In Canada, 55% of utilization days in the quarter were generated from rigs under term contract, compared to 62% in the second quarter of 2015. In the U.S., 70% of utilization days were generated from rigs under term contract as compared to 78% in the second quarter of 2015. At the end of the quarter, we had 32 drilling rigs under contract in Canada, 22 in the U.S. and seven internationally.

Operating costs were 64% of revenue for the quarter, which was five percentage points higher than the prior year period. On a per utilization day basis, operating costs for the drilling rig division in Canada were higher over the prior year primarily because of the impact of fixed costs on lower activity partially offset by crew wage reductions and cost saving initiatives.

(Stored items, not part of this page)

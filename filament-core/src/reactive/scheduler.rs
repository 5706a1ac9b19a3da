//! Batch scheduler.
//!
//! The scheduler coalesces change notifications so that each observer runs
//! at most once per externally visible update. A write to a signal opens a
//! batch if none is open, enqueues the signal's stale observers, and flushes
//! when the outermost batch closes. [`batch`] lets callers group several
//! writes into one flush.
//!
//! # Queue semantics
//!
//! - FIFO: within one flush, observers run in first-enqueued order.
//! - Deduplicated: an observer enqueued several times in one batch runs
//!   once. Dedup happens at flush time, by observer identity.
//! - Fixed point: observers enqueued *during* a flush (a computed marking a
//!   downstream effect dirty) are appended to the same queue and processed
//!   before the flush returns.
//! - Disposed effects are skipped at dequeue time, not at enqueue time.
//!
//! # Threading
//!
//! The engine runs on a single logical thread (the host UI's event-loop
//! thread), so the depth counter and queue are thread-local: a write made on
//! another thread batches and flushes on that thread. Observer runs are
//! never concurrent within a thread; the per-node bookkeeping maps carry
//! their own locks.

use std::cell::RefCell;
use std::collections::{HashSet, VecDeque};
use std::panic::{catch_unwind, AssertUnwindSafe};
use std::sync::Arc;

use tracing::{debug, error, trace};

use super::error::panic_message;
use super::observer::{Observer, ObserverId};

thread_local! {
    static SCHEDULER: RefCell<SchedulerState> = const {
        RefCell::new(SchedulerState {
            depth: 0,
            flushing: false,
            queue: VecDeque::new(),
        })
    };
}

struct SchedulerState {
    /// Reentrant batch depth. Only the outermost close triggers a flush.
    depth: usize,
    /// Guards against reentrant flushes when an observer writes a signal.
    flushing: bool,
    /// Pending notifications, in enqueue order. May contain duplicates;
    /// they collapse to a single execution at flush time.
    queue: VecDeque<Arc<dyn Observer>>,
}

/// Open a batch. Must be paired with [`close_batch`].
pub(crate) fn open_batch() {
    SCHEDULER.with(|state| {
        state.borrow_mut().depth += 1;
    });
}

/// Close a batch. Closing the outermost batch flushes the queue.
pub(crate) fn close_batch() {
    let should_flush = SCHEDULER.with(|state| {
        let mut state = state.borrow_mut();
        state.depth = state.depth.saturating_sub(1);
        state.depth == 0 && !state.flushing
    });
    if should_flush {
        flush();
    }
}

/// Append an observer to the pending queue.
pub(crate) fn enqueue(observer: Arc<dyn Observer>) {
    trace!(observer = observer.observer_id().raw(), "enqueue");
    SCHEDULER.with(|state| {
        state.borrow_mut().queue.push_back(observer);
    });
}

/// Drain the queue, running each distinct observer once.
///
/// A panicking observer is logged and does not abort the flush; every other
/// queued observer still runs.
fn flush() {
    let entered = SCHEDULER.with(|state| {
        let mut state = state.borrow_mut();
        if state.flushing || state.queue.is_empty() {
            false
        } else {
            state.flushing = true;
            true
        }
    });
    if !entered {
        return;
    }

    let mut processed: HashSet<ObserverId> = HashSet::new();
    let mut executed = 0usize;

    loop {
        let next = SCHEDULER.with(|state| state.borrow_mut().queue.pop_front());
        let Some(observer) = next else {
            break;
        };

        let id = observer.observer_id();
        if !processed.insert(id) {
            trace!(observer = id.raw(), "skipping duplicate");
            continue;
        }
        if !observer.is_active() {
            trace!(observer = id.raw(), "skipping disposed observer");
            continue;
        }

        executed += 1;
        if let Err(payload) = catch_unwind(AssertUnwindSafe(|| Arc::clone(&observer).notify())) {
            error!(
                observer = id.raw(),
                panic = %panic_message(&payload),
                "observer panicked during flush; continuing with remaining observers"
            );
        }
    }

    SCHEDULER.with(|state| state.borrow_mut().flushing = false);
    debug!(executed, "flush complete");
}

/// RAII guard so a batch closes even if the body panics.
struct BatchGuard;

impl Drop for BatchGuard {
    fn drop(&mut self) {
        close_batch();
    }
}

/// Group several writes into a single coalesced flush.
///
/// Observers that depend on more than one of the written signals run once
/// when the outermost batch closes, not once per write. Batches nest; only
/// the outermost one flushes.
///
/// # Example
///
/// ```rust,ignore
/// let width = Signal::new(10);
/// let height = Signal::new(20);
///
/// batch(|| {
///     width.set(30);
///     height.set(40);
/// });
/// // An effect reading both ran once, not twice.
/// ```
pub fn batch<R>(f: impl FnOnce() -> R) -> R {
    open_batch();
    let _guard = BatchGuard;
    f()
}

In the U.S., operating costs for the quarter on a per day basis were lower than the prior year primarily due to sales tax adjustments, lower turnkey activity and cost saving initiatives partially offset by fixed costs spread over lower activity.

General and administrative costs are lower than the prior year by $3 million due to cost saving initiatives taken throughout 2015 and in the first half of 2016.

Restructuring costs in the quarter relate to cost cutting measures taken in response to the continued downturn in industry activity levels.

Depreciation expense in the quarter was 20% lower than in the second quarter of 2015 because of a lower asset base after decommissioning equipment and the recording of an impairment charge to our property, plant and equipment in the fourth quarter of 2015 partially offset by new-build rigs deployed in 2015 and the impact of the weakening Canadian dollar compared with the U.S. dollar and the associated impact on our U.S. denominated depreciation expense.

Revenue from Completion and Production Services was down $19 million or 53% compared to the second quarter of 2015 due to lower activity levels in all service lines and lower average rates. In response to lower oil prices, customers curtailed spending and activity including well completion and production programs. Our well servicing activity in the quarter was down 48% from the second quarter of 2015. Approximately 89% of our second quarter Canadian service rig activity was oil related.

During the quarter, Completion and Production Services generated 87% of its revenue from Canadian and 13% from U.S. operations.

Average service rig revenue per operating hour in the second quarter was $602 or $116 lower than the second quarter of 2015. The decrease was primarily the result of industry pricing.

Adjusted EBITDA was $2 million lower than the second quarter of 2015 due to a decline in activity and pricing.

Operating costs as a percentage of revenue increased to 97% in the second quarter of 2016, from 95% in the second quarter of 2015. The increase is the result of the impact of lower activity levels on fixed costs, as well as lower revenue from pricing pressure.

Depreciation in the quarter was 25% lower than the second quarter of 2015 because of a lower asset base after an impairment charge in the third quarter of 2015.

SEGMENT REVIEW OF CORPORATE AND OTHER

Our Corporate and Other segment provides support functions to our operating segments. The Corporate and Other segment had an adjusted EBITDA loss of $18 million for the second quarter of 2016, in line with the prior year comparable as higher share based incentive compensation was partially offset by cost saving initiatives.

OTHER ITEMS

Net finance charges were $33 million, an increase of $1 million compared with the second quarter of 2015 due to the impact of foreign exchange on our U.S. dollar denominated interest partially offset by interest received in the current quarter on a tax dispute settlement.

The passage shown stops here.